→ TASK REQUIREMENTS:
Copy word for word, please, the lines of the entries below running from the one containing "pub(crate) fn from_coords(x: u32, y: u32)" to the one containing "if (0..size).contains(&x) &&", both ends included.

→ DATA FOR THIS TASK:
☆ ☆ ☆ ☆ ☆

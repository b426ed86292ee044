use crate::constants::*;
use crate::error::Error;
use serde::*;

#[derive(Copy, Clone, Eq, PartialEq, Hash, Debug)]
#[repr(transparent)]
pub struct Location {
    packed: u16,
}

impl Location {
    pub(crate) fn from_coords(x: u32, y: u32) -> Self {
        Location {
            packed: ((x << 8) | y) as u16,
        }
    }

    /// Build a location from signed coordinates, rejecting anything off the board grid.
    pub fn checked(x: i16, y: i16) -> Option<Self> {
        let size = BOARD_SIZE as i16;
        if (0..size).contains(&x) && (0..size).contains(&y) {
            Some(Location::from_coords(x as u32, y as u32))
        } else {
            None
        }
    }

    #[inline]
    pub fn x(self) -> u8 {
        ((self.packed >> 8) & 0xFF) as u8
    }

    #[inline]
    pub fn y(self) -> u8 {
        (self.packed & 0xFF) as u8
    }

    #[inline]
    pub fn packed_repr(self) -> u16 {
        self.packed
    }

    #[inline]
    pub(crate) fn from_packed(packed: u16) -> Self {
        Location { packed }
    }

    pub fn offset(self, dx: i16, dy: i16) -> Option<Self> {
        Location::checked(self.x() as i16 + dx, self.y() as i16 + dy)
    }

    /// Which half of the board, split down the vertical centre line.
    pub fn side(self) -> Side {
        if self.x() < HALF_BOARD {
            Side::Left
        } else {
            Side::Right
        }
    }

    pub fn in_arena(self) -> bool {
        in_arena(self.x() as i16, self.y() as i16)
    }

    /// The four orthogonal neighbours that are still on the board grid.
    pub fn neighbours(self) -> impl Iterator<Item = Location> {
        [(0, 1), (0, -1), (1, 0), (-1, 0)]
            .into_iter()
            .filter_map(move |(dx, dy)| self.offset(dx, dy))
    }

    /// Unchecked constructor for the built-in placement tables.
    pub(crate) fn at(x: u8, y: u8) -> Self {
        debug_assert!(x < BOARD_SIZE && y < BOARD_SIZE, "({x}, {y}) is off the grid");
        Location::from_coords(x as u32, y as u32)
    }
}

impl TryFrom<(u8, u8)> for Location {
    type Error = Error;

    fn try_from((x, y): (u8, u8)) -> Result<Self, Error> {
        Location::checked(x as i16, y as i16).ok_or(Error::OffBoard { x, y })
    }
}

/// Board halves, used for reactive staging and offensive side preference.
#[derive(Copy, Clone, Eq, PartialEq, Hash, Debug, Default, Serialize, Deserialize)]
pub enum Side {
    #[default]
    Left,
    Right,
}

/// Locations travel as `[x, y]` pairs, matching the engine's frame format.
impl Serialize for Location {
    fn serialize<S>(&self, serializer: S) -> Result<S::Ok, S::Error>
    where
        S: Serializer,
    {
        (self.x(), self.y()).serialize(serializer)
    }
}

impl<'de> Deserialize<'de> for Location {
    fn deserialize<D>(deserializer: D) -> Result<Self, D::Error>
    where
        D: Deserializer<'de>,
    {
        let (x, y) = <(i16, i16)>::deserialize(deserializer)?;
        Location::checked(x, y)
            .ok_or_else(|| de::Error::custom(format!("location [{x}, {y}] is off the board")))
    }
}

☆ ☆ ☆ ☆ ☆

→ TASK SOLUTION:
    pub(crate) fn from_coords(x: u32, y: u32) -> Self {
        Location {
            packed: ((x << 8) | y) as u16,
        }
    }

    /// Build a location from signed coordinates, rejecting anything off the board grid.
    pub fn checked(x: i16, y: i16) -> Option<Self> {
        let size = BOARD_SIZE as i16;
        if (0..size).contains(&x) && (0..size).contains(&y) {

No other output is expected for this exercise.